What the task asks:
All lines from the opening of the entries below through the line containing "let row = (index / PANEL_COLUMNS) as f32;" must be output exactly as they appear, with no other lines.

═══ Data provided

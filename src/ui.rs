use std::collections::HashMap;
use std::f32::consts::TAU;
use std::ops::Range;
use arboard::Clipboard;
use log::{error, info};
use raylib::camera::Camera3D;
use raylib::color::Color;
use raylib::consts::MouseButton::MOUSE_BUTTON_LEFT;
use raylib::drawing::{RaylibDraw, RaylibDraw3D, RaylibMode3DExt, RaylibTextureModeExt};
use raylib::{ffi, RaylibHandle, RaylibThread};
use raylib::math::{Matrix, Rectangle, Vector2, Vector3};
use raylib::misc::AsF32;
use raylib::prelude::RaylibDrawGui;
use raylib::texture::RenderTexture2D;
use crate::earth_mesh::GeocentricPosition;
use crate::controller::OrbitViewController;
use crate::error::{OrbitError, Result};
use crate::time;

const UI_GRID_SIZE: f32 = 8.0;

// Panel grid, in grid units
const PANEL_AREA_X: f32 = 34.0;
const PANEL_WIDTH: f32 = 37.0;
const PANEL_HEIGHT: f32 = 32.0;
const PANEL_COLUMNS: usize = 3;
const PANEL_ROWS: usize = 3;
const VISIBLE_PANELS: usize = PANEL_COLUMNS * PANEL_ROWS;

fn grid_value(value: f32) -> f32 {
    value / UI_GRID_SIZE
}

fn grid_anchor(x: f32, y: f32) -> Vector2 {
    Vector2::new(x * UI_GRID_SIZE, y * UI_GRID_SIZE)
}

fn grid_rectangle(anchor: Vector2, x: f32, y: f32, w: f32, h: f32) -> Rectangle {
    Rectangle::new(
        anchor.x + x * UI_GRID_SIZE,
        anchor.y + y * UI_GRID_SIZE,
        w * UI_GRID_SIZE,
        h * UI_GRID_SIZE
    )
}

/// Screen rectangle of the panel at `index`, filling rows left to right in creation order
fn panel_rectangle(index: usize) -> Rectangle {
    let column = (index % PANEL_COLUMNS) as f32;
    let row = (index / PANEL_COLUMNS) as f32;
    grid_rectangle(grid_anchor(PANEL_AREA_X, 1.0),
                   column * (PANEL_WIDTH + 1.0), row * (PANEL_HEIGHT + 1.0),
                   PANEL_WIDTH, PANEL_HEIGHT)
}

/// The most recent panels that fit in the grid
fn visible_panels(count: usize) -> Range<usize> {
    count.saturating_sub(VISIBLE_PANELS)..count
}

fn panel_count_label(count: usize) -> String {
    if count > VISIBLE_PANELS {
        format!("Orbits shown: {VISIBLE_PANELS} of {count} (newest)")
    } else {
        format!("Orbits shown: {count}")
    }
}

fn scene_point(position: GeocentricPosition) -> Vector3 {
    Vector3::new(position.x as f32, position.y as f32, position.z as f32)
}

/// raygui list items are separated by ';'
fn list_items(names: &[&str]) -> String {
    names.iter()
        .map(|name| name.replace(';', ","))
        .collect::<Vec<_>>()
        .join(";")
}


pub(crate) struct Window {
    rl: RaylibHandle,
    thread: RaylibThread,

    camera: Camera3D,
    camera_distance: f32,
    tilt_angle: f32,
    orbit_angle: f32,

    controller: OrbitViewController<RenderTexture2D>,
    earth_triangles: Vec<[Vector3; 3]>,

    sidebar_layout: HashMap<&'static str, Rectangle>,

    list_names: Vec<String>,
    list_items: String,
    list_scroll: i32,
    list_active: i32,

    generate_requested: bool,
    remove_requested: bool,
    update_clipboard: bool,

    status_error: Option<String>,
}

impl Window {
    const WIDTH: i32 = 1200;
    const HEIGHT: i32 = 800;

    // Scene units are thousands of kilometers
    const SCALE: f32 = 1.0/1_000.0;

    const INITIAL_CAMERA_DISTANCE: f32 = 28.0;
    const MIN_CAMERA_DISTANCE: f32 = 8.0;
    const INITIAL_TILT_ANGLE: f32 = -TAU/6.0;
    const INITIAL_YAW_ANGLE: f32 = -TAU/4.0;

    // System sizes in kilometers
    const MARKER_RADIUS: f32 = 180.0;
    const AXIS_LENGTH: f32 = 10_000.0;
    const AXIS_RADIUS: f32 = 30.0;

    const FPS: u32 = 60;

    pub(crate) fn init(mut controller: OrbitViewController<RenderTexture2D>, dropdown_limit: usize,
                       startup_error: Option<OrbitError>) -> Window {
        // Initialization
        let (mut rl, thread) = raylib::init()
            .size(Self::WIDTH, Self::HEIGHT)
            .title("Satellite Orbit")
            .build();

        // Camera setup
        let initial_camera_position = Vector3::new(0.0, 0.0, Self::INITIAL_CAMERA_DISTANCE)
            .transform_with(Matrix::rotate_xyz(Vector3::new(Self::INITIAL_TILT_ANGLE, 0.0, Self::INITIAL_YAW_ANGLE)));
        let camera = Camera3D::perspective(
            initial_camera_position,
            Vector3::new(0.0,  0.0,  0.0),
            Vector3::new(0.0,  0.0,  1.0),
            45.0,
        );

        // Sidebar
        let sidebar_box = grid_anchor(0.0, 0.0);
        let sidebar_content = grid_anchor(1.0, 1.0);

        let sidebar_layout = HashMap::from([
            ("sidebar",         grid_rectangle(sidebar_box, 0.0, 0.0, PANEL_AREA_X - 1.0, grid_value(Self::HEIGHT.as_f32()))),
            ("satellite_text",  grid_rectangle(sidebar_content, 0.0,  0.0, 30.0, 3.0)),
            ("satellite_list",  grid_rectangle(sidebar_content, 0.0,  3.0, 30.0, 60.0)),
            ("generate_button", grid_rectangle(sidebar_content, 0.0, 65.0, 30.0, 4.0)),
            ("remove_button",   grid_rectangle(sidebar_content, 0.0, 70.0, 30.0, 4.0)),
            ("copy_button",     grid_rectangle(sidebar_content, 0.0, 75.0, 30.0, 4.0)),
            ("status_text",     grid_rectangle(sidebar_content, 0.0, 81.0, 30.0, 3.0)),
            ("panels_text",     grid_rectangle(sidebar_content, 0.0, 84.0, 30.0, 3.0)),
            ("fps_text",        grid_rectangle(sidebar_content, 0.0, 94.0, 30.0, 3.0)),
        ]);

        let names = controller.catalog().display_names(dropdown_limit);
        let list_items = list_items(&names);
        let list_names = names.into_iter().map(str::to_string).collect::<Vec<_>>();

        // The list starts with its first entry selected
        if let Some(first) = list_names.first() {
            controller.select_satellite(first);
        }

        let earth_triangles = controller.earth_mesh().triangles()
            .map(|triangle| triangle.map(scene_point))
            .collect();

        rl.set_target_fps(Self::FPS);
        info!("Window ready with {} selectable satellites", list_names.len());

        Window {
            rl,
            thread,
            camera,
            camera_distance: Self::INITIAL_CAMERA_DISTANCE,
            tilt_angle: Self::INITIAL_TILT_ANGLE,
            orbit_angle: Self::INITIAL_YAW_ANGLE,
            controller,
            earth_triangles,
            sidebar_layout,
            list_names,
            list_items,
            list_scroll: 0,
            list_active: 0,
            generate_requested: false,
            remove_requested: false,
            update_clipboard: false,
            status_error: startup_error.map(|error| error.to_string()),
        }
    }

    pub(crate) fn run(&mut self) {
        while !self.rl.window_should_close() {
            self.update();
            self.render_panels();
            self.draw();
            self.handle_requests();
        }
    }

    fn update(&mut self) {
        // Toggle camera controls
        let moving_camera = self.rl.is_mouse_button_down(MOUSE_BUTTON_LEFT) || self.rl.get_mouse_wheel_move().abs() > 0.1;
        let in_gui = self.sidebar_layout["sidebar"].check_collision_point_rec(self.rl.get_mouse_position());
        let in_window = Rectangle::new(0.0, 0.0, Self::WIDTH.as_f32(), Self::HEIGHT.as_f32()).check_collision_point_rec(self.rl.get_mouse_position());

        if moving_camera && in_window && !in_gui {
            let mouse_delta = self.rl.get_mouse_delta();
            self.tilt_angle += mouse_delta.y * 0.01;
            self.orbit_angle += -mouse_delta.x * 0.01;

            let mouse_wheel_delta = self.rl.get_mouse_wheel_move();
            self.camera_distance = (self.camera_distance - mouse_wheel_delta).max(Self::MIN_CAMERA_DISTANCE);

            let camera_position = Vector3::new(0.0, 0.0, self.camera_distance);
            let matrix = Matrix::rotate_xyz(Vector3::new(self.tilt_angle, 0.0, self.orbit_angle));

            self.camera.position = camera_position.transform_with(matrix);
        }
    }

    /// Draw every live panel into its own render texture
    fn render_panels(&mut self) {
        let visible = visible_panels(self.controller.panel_count());
        for panel in &mut self.controller.panels_mut()[visible] {
            let title = panel.title().to_string();
            let current = panel.trajectory().current().map(|sample| scene_point(sample.position));
            let orbit = panel.trajectory().positions().map(scene_point).collect::<Vec<_>>();

            let mut t = self.rl.begin_texture_mode(&self.thread, &mut panel.surface);
            t.clear_background(Color::RAYWHITE);

            {
                let mut d3d = t.begin_mode3D(&self.camera);

                unsafe {
                    ffi::rlPushMatrix();
                    ffi::rlScalef(Self::SCALE, Self::SCALE, Self::SCALE);
                }

                // Earth surface
                let earth_color = Color::new(0x00, 0x00, 0xFF, 0x66);
                for [a, b, c] in &self.earth_triangles {
                    d3d.draw_triangle3D(*a, *b, *c, earth_color);
                }

                // Orbit track
                for segment in orbit.windows(2) {
                    d3d.draw_line_3D(segment[0], segment[1], Color::RED);
                }

                // Current position
                if let Some(current) = current {
                    d3d.draw_sphere_ex(current, Self::MARKER_RADIUS, 16, 16, Color::RED);
                }

                // Axis
                d3d.draw_cylinder_ex(Vector3::zero(), Vector3::new(Self::AXIS_LENGTH, 0.0, 0.0),
                                     Self::AXIS_RADIUS, Self::AXIS_RADIUS, 8, Color::RED.alpha(0.5));
                d3d.draw_cylinder_ex(Vector3::zero(), Vector3::new(0.0, Self::AXIS_LENGTH, 0.0),
                                     Self::AXIS_RADIUS, Self::AXIS_RADIUS, 8, Color::GREEN.alpha(0.5));
                d3d.draw_cylinder_ex(Vector3::zero(), Vector3::new(0.0, 0.0, Self::AXIS_LENGTH),
                                     Self::AXIS_RADIUS, Self::AXIS_RADIUS, 8, Color::BLUE.alpha(0.5));

                unsafe {
                    ffi::rlPopMatrix();
                }
            }

            // Title and legend
            let height = (PANEL_HEIGHT * UI_GRID_SIZE) as i32;
            t.draw_text(&title, 8, 8, 16, Color::DARKGRAY);
            t.draw_circle(14, height - 14, 5.0, Color::RED);
            t.draw_text("Current Position", 26, height - 21, 14, Color::DARKGRAY);
        }
    }

    fn draw(&mut self) {
        let mut d = self.rl.begin_drawing(&self.thread);
        d.clear_background(Color::RAYWHITE);

        // Panels
        {
            let source = Rectangle::new(0.0, 0.0, PANEL_WIDTH * UI_GRID_SIZE, -PANEL_HEIGHT * UI_GRID_SIZE);
            let visible = visible_panels(self.controller.panel_count());
            for (slot, panel) in self.controller.panels()[visible].iter().enumerate() {
                let bounds = panel_rectangle(slot);
                // Render textures are stored upside down
                d.draw_texture_rec(panel.surface.texture(), source, Vector2::new(bounds.x, bounds.y), Color::WHITE);
                d.draw_rectangle_lines_ex(bounds, 1.0, Color::LIGHTGRAY);
            }
        }

        // Sidebar
        {
            d.draw_rectangle_rec(self.sidebar_layout["sidebar"], Color::LIGHTGRAY.alpha(0.3));

            d.gui_label(self.sidebar_layout["satellite_text"], "Satellite");

            let previous = self.list_active;
            d.gui_list_view(self.sidebar_layout["satellite_list"], self.list_items.as_str(),
                            &mut self.list_scroll, &mut self.list_active);
            if self.list_active < 0 {
                // Clicking the active entry clears it, keep the current selection instead
                self.list_active = previous;
            } else if self.list_active != previous {
                if let Some(name) = self.list_names.get(self.list_active as usize) {
                    self.controller.select_satellite(name);
                }
            }

            if d.gui_button(self.sidebar_layout["generate_button"], "Generate Orbit") { self.generate_requested = true; }
            if d.gui_button(self.sidebar_layout["remove_button"], "Remove Orbit") { self.remove_requested = true; }
            if d.gui_button(self.sidebar_layout["copy_button"], "Copy TLE") { self.update_clipboard = true; }

            match self.status_error {
                Some(ref message) => {
                    d.draw_text(message, self.sidebar_layout["status_text"].x as i32,
                                self.sidebar_layout["status_text"].y as i32, 10, Color::MAROON);
                }
                None => {
                    let selection = self.controller.selection().unwrap_or("none");
                    d.gui_label(self.sidebar_layout["status_text"], format!("Selected: {selection}").as_str());
                }
            }
            d.gui_label(self.sidebar_layout["panels_text"],
                        panel_count_label(self.controller.panel_count()).as_str());
            d.gui_label(self.sidebar_layout["fps_text"], format!("FPS {}", d.get_fps()).as_str());
        }
    }

    /// Button actions need the raylib handle, so they run once the frame is drawn
    fn handle_requests(&mut self) {
        if self.generate_requested {
            self.generate_requested = false;
            let result = self.generate_orbit();
            self.report(result);
        }

        if self.remove_requested {
            self.remove_requested = false;
            // No-op when no panel is open
            self.controller.remove_orbit();
            self.status_error = None;
        }

        if self.update_clipboard {
            self.update_clipboard = false;
            let result = self.copy_selected_tle();
            self.report(result);
        }
    }

    fn generate_orbit(&mut self) -> Result<()> {
        let start = time::now()?;
        let rl = &mut self.rl;
        let thread = &self.thread;
        let width = (PANEL_WIDTH * UI_GRID_SIZE) as u32;
        let height = (PANEL_HEIGHT * UI_GRID_SIZE) as u32;

        self.controller.generate_orbit(start, || {
            rl.load_render_texture(thread, width, height)
                .map_err(|error| OrbitError::Surface(error.to_string()))
        })?;
        Ok(())
    }

    fn copy_selected_tle(&self) -> Result<()> {
        let record = self.controller.selected_record()?;
        Clipboard::new()
            .and_then(|mut clipboard| clipboard.set_text(record.tle_text()))
            .map_err(|error| OrbitError::Clipboard(error.to_string()))?;
        info!("Copied element set of {} to clipboard", record.name());
        Ok(())
    }

    fn report(&mut self, result: Result<()>) {
        match result {
            Ok(()) => self.status_error = None,
            Err(error) => {
                error!("{error}");
                self.status_error = Some(error.to_string());
            }
        }
    }
}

══════

Final answer:
filename src/ui.rs
use std::collections::HashMap;
use std::f32::consts::TAU;
use std::ops::Range;
use arboard::Clipboard;
use log::{error, info};
use raylib::camera::Camera3D;
use raylib::color::Color;
use raylib::consts::MouseButton::MOUSE_BUTTON_LEFT;
use raylib::drawing::{RaylibDraw, RaylibDraw3D, RaylibMode3DExt, RaylibTextureModeExt};
use raylib::{ffi, RaylibHandle, RaylibThread};
use raylib::math::{Matrix, Rectangle, Vector2, Vector3};
use raylib::misc::AsF32;
use raylib::prelude::RaylibDrawGui;
use raylib::texture::RenderTexture2D;
use crate::earth_mesh::GeocentricPosition;
use crate::controller::OrbitViewController;
use crate::error::{OrbitError, Result};
use crate::time;

const UI_GRID_SIZE: f32 = 8.0;

// Panel grid, in grid units
const PANEL_AREA_X: f32 = 34.0;
const PANEL_WIDTH: f32 = 37.0;
const PANEL_HEIGHT: f32 = 32.0;
const PANEL_COLUMNS: usize = 3;
const PANEL_ROWS: usize = 3;
const VISIBLE_PANELS: usize = PANEL_COLUMNS * PANEL_ROWS;

fn grid_value(value: f32) -> f32 {
    value / UI_GRID_SIZE
}

fn grid_anchor(x: f32, y: f32) -> Vector2 {
    Vector2::new(x * UI_GRID_SIZE, y * UI_GRID_SIZE)
}

fn grid_rectangle(anchor: Vector2, x: f32, y: f32, w: f32, h: f32) -> Rectangle {
    Rectangle::new(
        anchor.x + x * UI_GRID_SIZE,
        anchor.y + y * UI_GRID_SIZE,
        w * UI_GRID_SIZE,
        h * UI_GRID_SIZE
    )
}

/// Screen rectangle of the panel at `index`, filling rows left to right in creation order
fn panel_rectangle(index: usize) -> Rectangle {
    let column = (index % PANEL_COLUMNS) as f32;
    let row = (index / PANEL_COLUMNS) as f32;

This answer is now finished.